After the alliance, Kevin said that Dell had been winning customers from Lenovo, both in

China and globally (Lau, 2005b). Moreover, Lau (2006c) also argues that Lenovo lost share in

the U.S. due to its limited presence in the consumer market and low brand awareness. The

impact of negative reactions in Lenovo’s home market, where it accounts for over a quarter of

the market share cannot be ignored. Ma Liyuan, a government worker in Shanghai said that, ‘I

didn’t think much of the Lenovo PC I used to have and I feel IBM has now suddenly lost a lot of

its cachet’. And one previously loyal IBM user and network engineer Song Yingqiao is even

blunt, saying that he will not buy IBM again, ‘It’s a gut feeling, it feels uncomfortable that

international IBM has become domestic Lenovo’ (Dickie and Lau, 2004b).

The whole co-branding thing not only arouses the negative reaction from the local customers,

but also caused the brand confusion. As Burt (2005) suggests that the new Lenovo has a strong

IBM presence during its global process, which might cause brand confusion in the market.
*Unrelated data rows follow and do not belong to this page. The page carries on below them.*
/// Everything that can happen to the application
#[derive(Clone, Debug, PartialEq, Eq)]
pub enum AppAction {
    // ========== Commands ==========
    /// Load every todolist from the service
    FetchTodolists {
        /// Correlation token
        op: OperationId,
    },
    /// Create a todolist on the service
    CreateTodolist {
        /// Correlation token
        op: OperationId,
        /// Title
        title: String,
    },
    /// Delete a todolist on the service
    RemoveTodolist {
        /// Correlation token
        op: OperationId,
        /// List to delete
        id: TodolistId,
    },
    /// Rename a todolist on the service
    RenameTodolist {
        /// Correlation token
        op: OperationId,
        /// List to rename
        id: TodolistId,
        /// New title
        title: String,
    },
    /// Load the tasks of one list
    FetchTasks {
        /// Correlation token
        op: OperationId,
        /// List to load
        list_id: TodolistId,
    },
    /// Create a task on the service
    AddTask {
        /// Correlation token
        op: OperationId,
        /// Owning list
        list_id: TodolistId,
        /// Title
        title: String,
    },
    /// Delete a task on the service
    RemoveTask {
        /// Correlation token
        op: OperationId,
        /// Owning list
        list_id: TodolistId,
        /// Task to delete
        task_id: TaskId,
    },
    /// Change fields of a task on the service
    UpdateTask {
        /// Correlation token
        op: OperationId,
        /// Owning list
        list_id: TodolistId,
        /// Task to change
        task_id: TaskId,
        /// Fields to change
        model: UpdateTaskModel,
    },

    // ========== Local ==========
    /// Change a list's filter (never sent to the service)
    ChangeFilter {
        /// List to change
        id: TodolistId,
        /// New filter
        filter: Filter,
    },
    /// Add a list locally only
    AddLocalTodolist {
        /// Locally generated id
        id: TodolistId,
        /// Title
        title: String,
    },
    /// Drop all lists and tasks (logout)
    ClearData,
    /// Forget a finished operation's status
    AcknowledgeOperation {
        /// Operation to forget
        op: OperationId,
    },

    // ========== Responses ==========
    /// Lists fetched
    TodolistsFetched {
        /// Correlation token
        op: OperationId,
        /// Lists as returned by the service
        lists: Vec<TodolistDto>,
    },
    /// List created
    TodolistCreated {
        /// Correlation token
        op: OperationId,
        /// List as returned by the service
        list: TodolistDto,
    },
    /// List deleted
    TodolistRemoved {
        /// Correlation token
        op: OperationId,
        /// Deleted list
        id: TodolistId,
    },
    /// List renamed
    TodolistRenamed {
        /// Correlation token
        op: OperationId,
        /// Renamed list
        id: TodolistId,
        /// New title
        title: String,
    },
    /// Tasks of one list fetched
    TasksFetched {
        /// Correlation token
        op: OperationId,
        /// List the tasks belong to
        list_id: TodolistId,
        /// Tasks as returned by the service
        tasks: Vec<Task>,
    },
    /// Task created
    TaskAdded {
        /// Correlation token
        op: OperationId,
        /// Task as returned by the service
        task: Task,
    },
    /// Task deleted
    TaskRemoved {
        /// Correlation token
        op: OperationId,
        /// Owning list
        list_id: TodolistId,
        /// Deleted task
        task_id: TaskId,
    },
    /// Task changed
    TaskUpdated {
        /// Correlation token
        op: OperationId,
        /// Owning list
        list_id: TodolistId,
        /// Changed task
        task_id: TaskId,
        /// Fields that changed
        model: UpdateTaskModel,
    },
    /// The operation failed; nothing was applied
    OperationFailed {
        /// Correlation token
        op: OperationId,
        /// Why
        error: SyncError,
    },
}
Besides its own brand change from Legend to Lenovo, the firm also has the IBM brand under

the five-year licencing agreement. In China, the brand names like IBM, ThinkPad and Lenovo

will all be used; while in the U.S., Lenovo will continue to use the IBM brand, this messed up

situation might cause confusion in brand identities for consumers in the global market, and

make it even harder for the firm to market itself using a single brand name (Ritson, 2005).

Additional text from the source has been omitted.